What I realized is that I was reading the reference material: I was writing down notes, trying to distill the chapter down to a lecture, then I came into the classroom, I wrote down my notes on the board, and I tried to discuss the notes and tried to make sure that students understand—and they write down the notes in their notes.

So the material gets copied three times, at least. The students end up asking questions like “Is that an ‘i’ or a ‘j’?” or “Is that a ‘k’ or an ‘l’?”, because you’re writing down these mathematical formulas and loops and all those things. And, there is bound to be a mistake when something is copied three times. So you’re not really getting the intelligent questions, you’re not getting the discussion around “Well, what does it mean?” You’re just getting some of the detail questions of “What’s going on here?”

Also, it’s easy to make mistakes when you write on the board. And then you go back and realize “Oh, the thing I wrote over here ten minutes ago wasn’t quite right.” So then you remind the students, “The thing that was over here to the left, that I now have erased, should’ve looked like this...” That doesn’t sit that well.

So I figured, how can I make this better? I realized that I was teaching in the Smart Classroom, and I’ve always been interested in integrating technology in my teaching—I’ve been setting up websites for my classes long before it was fashionable to do that. I started writing down the notes in sort of a rudimentary format, I used to have something to discuss around on PowerPoint, and the students really seemed to like it, so I kept doing that.

It removes two levels of copying: I get to write down my notation, and also it forces me to be more structured. Because when I write down my notes, the notation has to be the same on slide 2 and slide 15. So, if I realize I need more letters or something that makes it clearer, then I don’t have to go back in the middle of the lecture and fix it. I have to fix it before I go into the classroom. It makes a presentation crisper, and you really leave room for the students to think, hopefully more about what’s being presented, and ask the right questions. Like “Why does this work?” or “How does it work?” and not get stuck on the rote copying down to paper.

I think it also falls on the instructor to add something to the slides. Because if all you do is come in and read your slides, well then, there’s really no reason for students to come to class. I think you as an instructor have to provide a reason to come, actually you have something more to say, you can make it an interactive experience, if the students are to come in, they can ask questions, get more background and more depth as they want it.

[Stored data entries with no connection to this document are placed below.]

//! Reads and writes GIMP's native XCF document format, plus its ancillary
//! resource formats: brushes (`.gbr`), patterns (`.pat`), brush pipes
//! (`.gih`), legacy combined brush/pattern blobs (`.gpb`), parametric
//! brushes (`.vbr`), gradients (`.ggr`), palettes (`.gpl`), and tool
//! presets (`.gtp`).
//!
//! [`Document`] is the entry point for XCF itself:
//!
//! ```no_run
//! use xcf::Document;
//!
//! let document = Document::open("example.xcf")?;
//! for layer in &document.layers {
//!     println!("{} ({}x{})", layer.name, layer.width, layer.height);
//! }
//! # Ok::<(), xcf::Error>(())
//! ```
//!
//! The ancillary formats live under [`ancillary`] and are decoded/encoded
//! independently of any XCF document.

pub mod ancillary;
pub mod channel;
pub mod cursor;
pub mod document;
pub mod error;
pub mod hierarchy;
pub mod layer;
pub mod property;
pub mod tile;
pub mod vector;

#[cfg(feature = "png")]
pub mod png_export;
#[cfg(feature = "tree_view")]
pub mod tree;

pub use channel::Channel;
pub use document::{BaseColorMode, Document, Gamma, Numeric, Precision};
pub use error::{Error, Result};
pub use layer::{ColorMode, Layer};
pub use property::{BlendMode, Parasite, Property, PropertyBag};
pub use tile::Compression;
pub use vector::{Stroke, Vector};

It is information transfer, but if it’s information transfer all the time, which happens when you write on the board, it’s a very slow way of transferring information, then there’s no space to step back and maybe look at the bigger picture. I really want to create an environment both in the classroom and in the entire class where people have time to think.

What data, observations, or feedback from students have you received regarding your approach?

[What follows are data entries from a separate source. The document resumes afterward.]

impl Property {
    fn id(&self) -> u32 {
        match self {
            Property::Colormap(_) => PROP_COLORMAP,
            Property::ActiveLayer => PROP_ACTIVE_LAYER,
            Property::ActiveChannel => PROP_ACTIVE_CHANNEL,
            Property::Selection => PROP_SELECTION,
            Property::FloatingSelection { .. } => PROP_FLOATING_SELECTION,
            Property::Opacity(_) => PROP_OPACITY,
            Property::Mode(_) => PROP_MODE,
            Property::Visible(_) => PROP_VISIBLE,
            Property::Linked(_) => PROP_LINKED,
            Property::LockAlpha(_) => PROP_LOCK_ALPHA,
            Property::ApplyMask(_) => PROP_APPLY_MASK,
            Property::EditMask(_) => PROP_EDIT_MASK,
            Property::ShowMask(_) => PROP_SHOW_MASK,
            Property::ShowMasked(_) => PROP_SHOW_MASKED,
            Property::Offsets { .. } => PROP_OFFSETS,
            Property::Color(..) => PROP_COLOR,
            Property::Compression(_) => PROP_COMPRESSION,
            Property::Guides(_) => PROP_GUIDES,
            Property::Resolution { .. } => PROP_RESOLUTION,
            Property::Tattoo(_) => PROP_TATTOO,
            Property::Parasites(_) => PROP_PARASITES,
            Property::Unit(_) => PROP_UNIT,
            Property::Paths(_) => PROP_PATHS,
            Property::UserUnit(_) => PROP_USER_UNIT,
            Property::Vectors { .. } => PROP_VECTORS,
            Property::TextLayerFlags(_) => PROP_TEXT_LAYER_FLAGS,
            Property::LockContent(_) => PROP_LOCK_CONTENT,
            Property::GroupItem => PROP_GROUP_ITEM,
            Property::ItemPath(_) => PROP_ITEM_PATH,
            Property::GroupItemFlags(_) => PROP_GROUP_ITEM_FLAGS,
            Property::LockPosition(_) => PROP_LOCK_POSITION,
            Property::FloatOpacity(_) => PROP_FLOAT_OPACITY,
            Property::ColorTag(_) => PROP_COLOR_TAG,
            Property::CompositeMode(_) => PROP_COMPOSITE_MODE,
            Property::CompositeSpace(_) => PROP_COMPOSITE_SPACE,
            Property::BlendSpace(_) => PROP_BLEND_SPACE,
            Property::FloatColor(..) => PROP_FLOAT_COLOR,
            Property::SamplePoints(_) => PROP_SAMPLE_POINTS,
            Property::Unknown { id, .. } => *id,
        }
    }

    fn decode_payload(id: u32, offset: usize, payload: &[u8]) -> Result<Self> {
        let mut cursor = Cursor::new(payload);
        Ok(match id {
            PROP_COLORMAP => {
                let n = cursor.read_u32()?;
                let mut colors = Vec::with_capacity(n as usize);
                for _ in 0..n {
                    colors.push((cursor.read_u8()?, cursor.read_u8()?, cursor.read_u8()?));
                }
                Property::Colormap(colors)
            }
            PROP_ACTIVE_LAYER => Property::ActiveLayer,
            PROP_ACTIVE_CHANNEL => Property::ActiveChannel,
            PROP_SELECTION => Property::Selection,
            PROP_FLOATING_SELECTION => {
                Property::FloatingSelection { attached_to: cursor.read_u32()? }
            }
            PROP_OPACITY => Property::Opacity(cursor.read_u32()?),
            PROP_MODE => Property::Mode(BlendMode(cursor.read_u32()?)),
            PROP_VISIBLE => Property::Visible(cursor.read_bool32()?),
            PROP_LINKED => Property::Linked(cursor.read_bool32()?),
            PROP_LOCK_ALPHA => Property::LockAlpha(cursor.read_bool32()?),
            PROP_APPLY_MASK => Property::ApplyMask(cursor.read_bool32()?),
            PROP_EDIT_MASK => Property::EditMask(cursor.read_bool32()?),
            PROP_SHOW_MASK => Property::ShowMask(cursor.read_bool32()?),
            PROP_SHOW_MASKED => Property::ShowMasked(cursor.read_bool32()?),
            PROP_OFFSETS => Property::Offsets { x: cursor.read_i32()?, y: cursor.read_i32()? },
            PROP_COLOR => Property::Color(cursor.read_u8()?, cursor.read_u8()?, cursor.read_u8()?),
            PROP_COMPRESSION => {
                let code = cursor.read_u8()? as u32;
                Property::Compression(Compression::from_code(offset, code)?)
            }
            PROP_GUIDES => {
                let mut guides = Vec::new();
                while cursor.remaining() > 0 {
                    let position = cursor.read_i32()?;
                    let orientation = match cursor.read_u8()? {
                        2 => GuideOrientation::Vertical,
                        _ => GuideOrientation::Horizontal,
                    };
                    guides.push((position, orientation));
                }
                Property::Guides(guides)
            }
            PROP_RESOLUTION => {
                Property::Resolution { xres: cursor.read_f32()?, yres: cursor.read_f32()? }
            }
            PROP_TATTOO => Property::Tattoo(cursor.read_u32()?),
            PROP_PARASITES => {
                let mut parasites = Vec::new();
                while cursor.remaining() > 0 {
                    parasites.push(Parasite::decode(&mut cursor)?);
                }
                Property::Parasites(parasites)
            }
            PROP_UNIT => Property::Unit(Unit(cursor.read_u32()?)),
            PROP_PATHS => Property::Paths(payload.to_vec()),
            PROP_USER_UNIT => {
                let factor = cursor.read_f32()?;
                let digits = cursor.read_u32()?;
                let names = [
                    cursor.read_xcf_string()?,
                    cursor.read_xcf_string()?,
                    cursor.read_xcf_string()?,
                    cursor.read_xcf_string()?,
                    cursor.read_xcf_string()?,
                ];
                Property::UserUnit(UserUnit { factor, digits, names })
            }
            PROP_VECTORS => {
                let version = cursor.read_u32()?;
                let active_index = cursor.read_u32()?;
                let n = cursor.read_u32()?;
                let mut vectors = Vec::with_capacity(n as usize);
                for _ in 0..n {
                    vectors.push(Vector::decode(&mut cursor)?);
                }
                Property::Vectors { version, active_index, vectors }
            }
            PROP_TEXT_LAYER_FLAGS => Property::TextLayerFlags(cursor.read_u32()?),
            PROP_OLD_SAMPLE_POINTS => {
                return Err(Error::UnsupportedFeature { what: "PROP_OLD_SAMPLE_POINTS" })
            }
            PROP_LOCK_CONTENT => Property::LockContent(cursor.read_bool32()?),
            PROP_GROUP_ITEM => Property::GroupItem,
            PROP_ITEM_PATH => {
                let mut path = Vec::new();
                while cursor.remaining() > 0 {
                    path.push(cursor.read_u32()?);
                }
                Property::ItemPath(path)
            }
            PROP_GROUP_ITEM_FLAGS => Property::GroupItemFlags(cursor.read_u32()?),
            PROP_LOCK_POSITION => Property::LockPosition(cursor.read_bool32()?),
            PROP_FLOAT_OPACITY => Property::FloatOpacity(cursor.read_f32()?),
            PROP_COLOR_TAG => Property::ColorTag(TagColor(cursor.read_u32()?)),
            PROP_COMPOSITE_MODE => Property::CompositeMode(SignedMode::decode(cursor.read_i32()?)),
            PROP_COMPOSITE_SPACE => Property::CompositeSpace(SignedMode::decode(cursor.read_i32()?)),
            PROP_BLEND_SPACE => Property::BlendSpace(cursor.read_u32()?),
            PROP_FLOAT_COLOR => {
                Property::FloatColor(cursor.read_f32()?, cursor.read_f32()?, cursor.read_f32()?)
            }
            PROP_SAMPLE_POINTS => {
                let mut points = Vec::new();
                while cursor.remaining() > 0 {
                    points.push((cursor.read_i32()?, cursor.read_i32()?));
                }
                Property::SamplePoints(points)
            }
            _ => Property::Unknown { id, payload: payload.to_vec() },
        })
    }

    fn encode_payload(&self, sink: &mut Sink) {
        match self {
            Property::Colormap(colors) => {
                sink.write_u32(colors.len() as u32);
                for (r, g, b) in colors {
                    sink.write_u8(*r);
                    sink.write_u8(*g);
                    sink.write_u8(*b);
                }
            }
            Property::ActiveLayer
            | Property::ActiveChannel
            | Property::Selection
            | Property::GroupItem => {}
            Property::FloatingSelection { attached_to } => sink.write_u32(*attached_to),
            Property::Opacity(value) => sink.write_u32(*value),
            Property::Mode(mode) => sink.write_u32(mode.0),
            Property::Visible(value)
            | Property::Linked(value)
            | Property::LockAlpha(value)
            | Property::ApplyMask(value)
            | Property::EditMask(value)
            | Property::ShowMask(value)
            | Property::ShowMasked(value)
            | Property::LockContent(value)
            | Property::LockPosition(value) => sink.write_bool32(*value),
            Property::Offsets { x, y } => {
                sink.write_i32(*x);
                sink.write_i32(*y);
            }
            Property::Color(r, g, b) => {
                sink.write_u8(*r);
                sink.write_u8(*g);
                sink.write_u8(*b);
            }
            Property::Compression(compression) => sink.write_u8(compression.code() as u8),
            Property::Guides(guides) => {
                for (position, orientation) in guides {
                    sink.write_i32(*position);
                    sink.write_u8(match orientation {
                        GuideOrientation::Horizontal => 1,
                        GuideOrientation::Vertical => 2,
                    });
                }
            }
            Property::Resolution { xres, yres } => {
                sink.write_f32(*xres);
                sink.write_f32(*yres);
            }
            Property::Tattoo(value) => sink.write_u32(*value),
            Property::Parasites(parasites) => {
                for parasite in parasites {
                    parasite.encode(sink);
                }
            }
            Property::Unit(unit) => sink.write_u32(unit.0),
            Property::Paths(raw) => sink.write_bytes(raw),
            Property::UserUnit(unit) => {
                sink.write_f32(unit.factor);
                sink.write_u32(unit.digits);
                for name in &unit.names {
                    sink.write_xcf_string(name);
                }
            }
            Property::Vectors { version, active_index, vectors } => {
                sink.write_u32(*version);
                sink.write_u32(*active_index);
                sink.write_u32(vectors.len() as u32);
                for vector in vectors {
                    vector.encode(sink);
                }
            }
            Property::TextLayerFlags(value) => sink.write_u32(*value),
            Property::ItemPath(path) => {
                for id in path {
                    sink.write_u32(*id);
                }
            }
            Property::GroupItemFlags(value) => sink.write_u32(*value),
            Property::FloatOpacity(value) => sink.write_f32(*value),
            Property::ColorTag(tag) => sink.write_u32(tag.0),
            Property::CompositeMode(mode) => sink.write_i32(mode.encode()),
            Property::CompositeSpace(mode) => sink.write_i32(mode.encode()),
            Property::BlendSpace(value) => sink.write_u32(*value),
            Property::FloatColor(r, g, b) => {
                sink.write_f32(*r);
                sink.write_f32(*g);
                sink.write_f32(*b);
            }
            Property::SamplePoints(points) => {
                for (x, y) in points {
                    sink.write_i32(*x);
                    sink.write_i32(*y);
                }
            }
            Property::Unknown { payload, .. } => sink.write_bytes(payload),
        }
    }
}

There’s really nothing that’s better than showing the students maybe a movie of the actual physical phenomena, then show a solution of the differential equation over time as a movie, then compare the two. You can see that the model is capturing the real physics, so you have a movie of a water droplet falling into a bucket, taken with a high-speed camera, you can see the waves going out. And then, next to that, you can show a solution of the wave equation which is supposed to model this, and you can see that it fits pretty well. So those are the kinds of things that I bring in. I can really show solutions and I can show the physical world at the same time. That’s something you can absolutely not do on a blackboard.

I feel that whenever I have a good demonstration like that it really captures the students. It’s easy to drift off when you’re discussing the theory or maybe you’re proving something and it gets a little technical, and after I do something like that, if possible, I like to pull in one of these examples and animation because it captures the minds of those students that drifted off during the technical details, and brings them back into the class.

How does the feedback you've received match up with your observations and/or expectations for the impact and success of your approach?

It’s hard as a student to absorb the information at the rate it’s coming—I didn’t do it when I was a student. So you always have to go back and think about it. By providing more physical examples and the big pictures and showing what the solutions look like in sort of a dynamic fashion, I’m hoping that I’m giving the students something to cling on to.

Even if they don’t have all the details they have a gut feeling for what’s going on. I’m a very visual person myself, so if I have a gut feeling for what it looks like, then I can fill in the details. It’s much harder, at least for me, to go from a collection of details, and then putting together the big picture, and I think most people are like that. It’s easier to go from generalities to details than the other way around.